Sin rodeos

Poncio Pilato no fue crucificado

Procuro decir con claridad lo que pienso; sin embargo, Roberto Blancarte el pasado 14 manifestó su desacuerdo con lo que un día antes expresé, pues considera que excusé, o defendí de un “supuesto linchamiento social”, a David Korenfeld.

Le agradezco que haya leído mi columna, y su comentario me lleva a insistir en que: el mal funcionamiento de nuestras instituciones provoca hartazgo social y linchamientos mediáticos.

Recordemos que cuando se reza El Credo debe hacerse desde el principio, y no empezar diciendo: “Poncio Pilato fue crucificado, muerto y sepultado…”, porque cambiamos de Dios.

Mis frases fuera de contexto permiten concluir que excusé y defendí al ahora ex funcionario, principalmente porque las opciones de moda se reducen a dos: adular a los gobernantes o repudiarlos. No gustan las opiniones que pretendan ponderación y equilibrio al analizar los hechos y sus consecuencias. Por supuesto, nada que cuestione el comportamiento de la sagrada “sociedad”.

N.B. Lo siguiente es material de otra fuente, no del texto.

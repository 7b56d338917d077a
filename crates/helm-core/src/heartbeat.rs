use std::time::{Duration, Instant};

use tracing::warn;

use crate::hal::Indicator;

/// Liveness blinker. Toggles on wall time, not on cycle count, so a hung
/// loop shows up as a frozen indicator.
#[derive(Debug)]
pub struct Heartbeat {
    interval: Duration,
    last: Instant,
    on: bool,
}

impl Heartbeat {
    pub fn new(interval: Duration, now: Instant) -> Self {
        Self { interval, last: now, on: false }
    }

    /// New level if the interval has elapsed since the last toggle.
    pub fn poll(&mut self, now: Instant) -> Option<bool> {
        if now.saturating_duration_since(self.last) < self.interval {
            return None;
        }
        self.last = now;
        self.on = !self.on;
        Some(self.on)
    }

    pub fn service(&mut self, now: Instant, indicator: &mut dyn Indicator) {
        if let Some(on) = self.poll(now) {
            if let Err(e) = indicator.set(on) {
                warn!("heartbeat indicator: {:#}", e);
            }
        }
    }
}
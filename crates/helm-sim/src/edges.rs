//! Autopilot PWM generator. Plays the part of the pin-change interrupt:
//! the only writer of the capture cells.

use std::sync::atomic::{AtomicBool, Ordering};
use std::sync::Arc;
use std::thread::JoinHandle;
use std::time::Duration;

use tracing::{debug, trace};

use helm_core::capture::AutopilotCapture;
use helm_core::pulse::Channel;

use crate::noise::Noise;
use crate::scenario::Timeline;
use crate::SimWorld;

#[derive(Debug)]
pub struct EdgeDriver {
    capture: Arc<AutopilotCapture>,
    frame_us: u32,
    next_frame_us: u64,
}

impl EdgeDriver {
    pub fn new(capture: Arc<AutopilotCapture>, frame_us: u32) -> Self {
        Self { capture, frame_us, next_frame_us: 0 }
    }

    /// Reports a high then a low level per line for every frame that has
    /// started by `now_us`. A silent or dropped pulse emits nothing, leaving
    /// the previous width in place.
    pub fn pump_to(&mut self, now_us: u64, timeline: &Timeline, noise: &mut Noise) {
        while self.next_frame_us <= now_us {
            let seg = timeline.at(self.next_frame_us);
            let rise = self.next_frame_us as u32;
            for (cell, ch) in [
                (&self.capture.steering, Channel::AutoSteering),
                (&self.capture.throttle, Channel::AutoThrottle),
            ] {
                let w = noise.perturb(seg.width(ch));
                if w.is_none() {
                    continue;
                }
                // the pin-change source reports levels, not edges
                cell.on_level(true, rise);
                cell.on_level(false, rise.wrapping_add(w.as_us()));
                trace!("{} pulse {} at {}", ch, w, rise);
            }
            self.next_frame_us += self.frame_us as u64;
        }
    }
}

/// Background edge source for wall-clock rigs.
pub fn spawn(world: Arc<SimWorld>, stop: Arc<AtomicBool>) -> JoinHandle<()> {
    std::thread::spawn(move || {
        debug!("autopilot edge source: {}us frames", world.frame_us);
        let period = Duration::from_micros(world.frame_us as u64);
        while !stop.load(Ordering::Relaxed) {
            world.pump_edges();
            std::thread::sleep(period);
        }
        debug!("autopilot edge source stopped");
    })
}
use rand::rngs::StdRng;
use rand::{Rng, SeedableRng};

use helm_core::pulse::PulseWidth;

/// Seeded signal impairments: uniform jitter and random dropouts.
#[derive(Debug)]
pub struct Noise {
    rng: StdRng,
    jitter_us: u32,
    dropout: f64,
}

impl Noise {
    pub fn new(seed: u64, jitter_us: u32, dropout_pct: f64) -> Self {
        Self {
            rng: StdRng::seed_from_u64(seed),
            jitter_us,
            dropout: (dropout_pct / 100.0).clamp(0.0, 1.0),
        }
    }

    /// A scripted width of 0 means no signal and stays 0.
    pub fn perturb(&mut self, width: PulseWidth) -> PulseWidth {
        if width.is_none() {
            return width;
        }
        if self.dropout > 0.0 && self.rng.gen_bool(self.dropout) {
            return PulseWidth::NONE;
        }
        if self.jitter_us == 0 {
            return width;
        }
        let j = self.jitter_us as i64;
        let us = (width.as_us() as i64 + self.rng.gen_range(-j..=j)).max(1);
        PulseWidth::from_us(us as u32)
    }
}
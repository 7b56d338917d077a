use serde::Deserialize;
use tracing::info;

use crate::pulse::PulseWidth;

pub use helm_proto::diagnostics::Mode;

/// Mode-switch bands, exclusive on both ends. Anything outside both bands is
/// dead zone and leaves the mode alone.
#[derive(Debug, Clone, Copy, PartialEq, Eq, Deserialize)]
#[serde(default)]
pub struct SwitchBands {
    pub manual: (u32, u32),
    pub autopilot: (u32, u32),
}

impl Default for SwitchBands {
    fn default() -> Self {
        Self { manual: (900, 1100), autopilot: (1900, 2100) }
    }
}

#[derive(Debug, Clone, Copy, PartialEq, Eq)]
pub enum SwitchPosition {
    Low,
    High,
    DeadZone,
}

impl SwitchBands {
    pub fn classify(&self, width: PulseWidth) -> SwitchPosition {
        let w = width.as_us();
        let inside = |(lo, hi): (u32, u32)| w > lo && w < hi;
        if inside(self.manual) {
            SwitchPosition::Low
        } else if inside(self.autopilot) {
            SwitchPosition::High
        } else {
            SwitchPosition::DeadZone
        }
    }

    pub fn next_mode(&self, current: Mode, width: PulseWidth) -> Mode {
        match self.classify(width) {
            SwitchPosition::Low => Mode::Manual,
            SwitchPosition::High => Mode::Autopilot,
            SwitchPosition::DeadZone => current,
        }
    }
}

#[derive(Debug, Clone, Copy)]
pub struct ModeSelector {
    bands: SwitchBands,
}

impl ModeSelector {
    pub fn new(bands: SwitchBands) -> Self {
        Self { bands }
    }

    /// Returns true if the mode changed.
    pub fn update(&self, mode: &mut Mode, switch: PulseWidth) -> bool {
        let next = self.bands.next_mode(*mode, switch);
        if next == *mode {
            return false;
        }
        info!("mode: {} -> {} (switch={})", mode, next, switch);
        *mode = next;
        true
    }
}
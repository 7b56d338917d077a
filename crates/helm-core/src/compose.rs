use serde::Deserialize;
use tracing::warn;

use crate::hal::Actuator;
use crate::pulse::PulseWidth;

#[derive(Debug, Clone, Copy, PartialEq, Eq, Deserialize)]
#[serde(default)]
pub struct OutputConfig {
    /// Hard ceiling on throttle regardless of source
    pub throttle_cap_us: u32,
}

impl Default for OutputConfig {
    fn default() -> Self {
        Self { throttle_cap_us: 2000 }
    }
}

/// Last applied outputs. Doubles as next cycle's hold-last fallback.
#[derive(Debug, Clone, Copy, PartialEq, Eq)]
pub struct OutputState {
    pub steering: PulseWidth,
    pub throttle: PulseWidth,
}

impl OutputState {
    pub const STARTUP: Self = Self {
        steering: PulseWidth::from_us(1500),
        throttle: PulseWidth::from_us(900),
    };

    pub fn new(steering: PulseWidth, throttle: PulseWidth) -> Self {
        Self { steering, throttle }
    }
}

impl Default for OutputState {
    fn default() -> Self {
        Self::STARTUP
    }
}

pub struct ActuatorPair {
    pub steering: Box<dyn Actuator + Send>,
    pub throttle: Box<dyn Actuator + Send>,
}

impl ActuatorPair {
    pub fn new(steering: Box<dyn Actuator + Send>, throttle: Box<dyn Actuator + Send>) -> Self {
        Self { steering, throttle }
    }

    /// Writes both outputs. A failing output is logged; the other is still written.
    pub fn write(&mut self, out: &OutputState) {
        if let Err(e) = self.steering.write_us(out.steering) {
            warn!("steering output: {:#}", e);
        }
        if let Err(e) = self.throttle.write_us(out.throttle) {
            warn!("throttle output: {:#}", e);
        }
    }
}

#[derive(Debug, Clone, Copy)]
pub struct OutputComposer {
    throttle_cap: PulseWidth,
}

impl OutputComposer {
    pub fn new(cfg: OutputConfig) -> Self {
        Self { throttle_cap: PulseWidth::from_us(cfg.throttle_cap_us) }
    }

    pub fn cap_throttle(&self, throttle: PulseWidth) -> PulseWidth {
        throttle.min(self.throttle_cap)
    }

    /// Cap, record as the new fallback, then command the actuators. No lower
    /// bound is applied here.
    pub fn compose(
        &self,
        state: &mut OutputState,
        steering: PulseWidth,
        throttle: PulseWidth,
        actuators: &mut ActuatorPair,
    ) -> OutputState {
        *state = OutputState { steering, throttle: self.cap_throttle(throttle) };
        actuators.write(state);
        *state
    }
}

Por mi parte, reproduzco en síntesis y ratifico lo que escribí el pasado día 13:

1. La poca honestidad en el quehacer público, y la insuficiencia de bienes y servicios, llevan a la sociedad a encarar —como mecanismo de defensa, castigo, venganza o simple desahogo— a quienes detentan el poder;

2. El hartazgo ciudadano por las tropelías de unos hace olvidar el trabajo honesto y eficaz de miles de servidores públicos;

3. Gracias a las nuevas tecnologías hay, en todos los ámbitos, más información, conciencia y participación popular;

4. Es de gran valor pasar de la postración y la tolerancia a la denuncia veraz y valiente;

5. No es sano conformarse con la placentera y gratuita droga de los escándalos, que conducen a los denunciados al hocico de Huitzilopochtli. Se debe exigir y lograr de las autoridades castigo legal para quienes abusen;

6. Las redes sociales perdonan y olvidan fechorías que dejan deudas públicas por docenas de miles de millones, pero son implacables al combatir lo que el volador llamó “error inexcusable”, por 5 u 8 minutos en helicóptero;

7. Su salida se debió a que sustituyó, para su traslado familiar, el uso de la camioneta oficial a su servicio, por el uso del helicóptero oficial a su servicio y —repito— “lo que ello significó”.

8. Fue valiosa la denuncia, y tan pronto la autoridad determine sobre la gravedad del hecho y de la mentira, deberá sancionar conforme a la ley al ahora ex funcionario; pero reprocho que el debido proceso —administrativo o judicial— y su resultado sean socialmente secundarios; porque “la sociedad” ya sustituyó al Estado, y va por otros... ¡al fin que abundan!

9. Hay impudicia y desvergüenza en los políticos que repudiaron el hecho y usan bienes públicos para fines particulares.

10. Se debe reglamentar adecuadamente el uso de tales bienes y castigar el abuso, así como evitar criterios absurdos, pues, de lo contrario, terminarán en la calle o en la cárcel los funcionarios actuales y quienes los sustituyan. No más, pero no menos.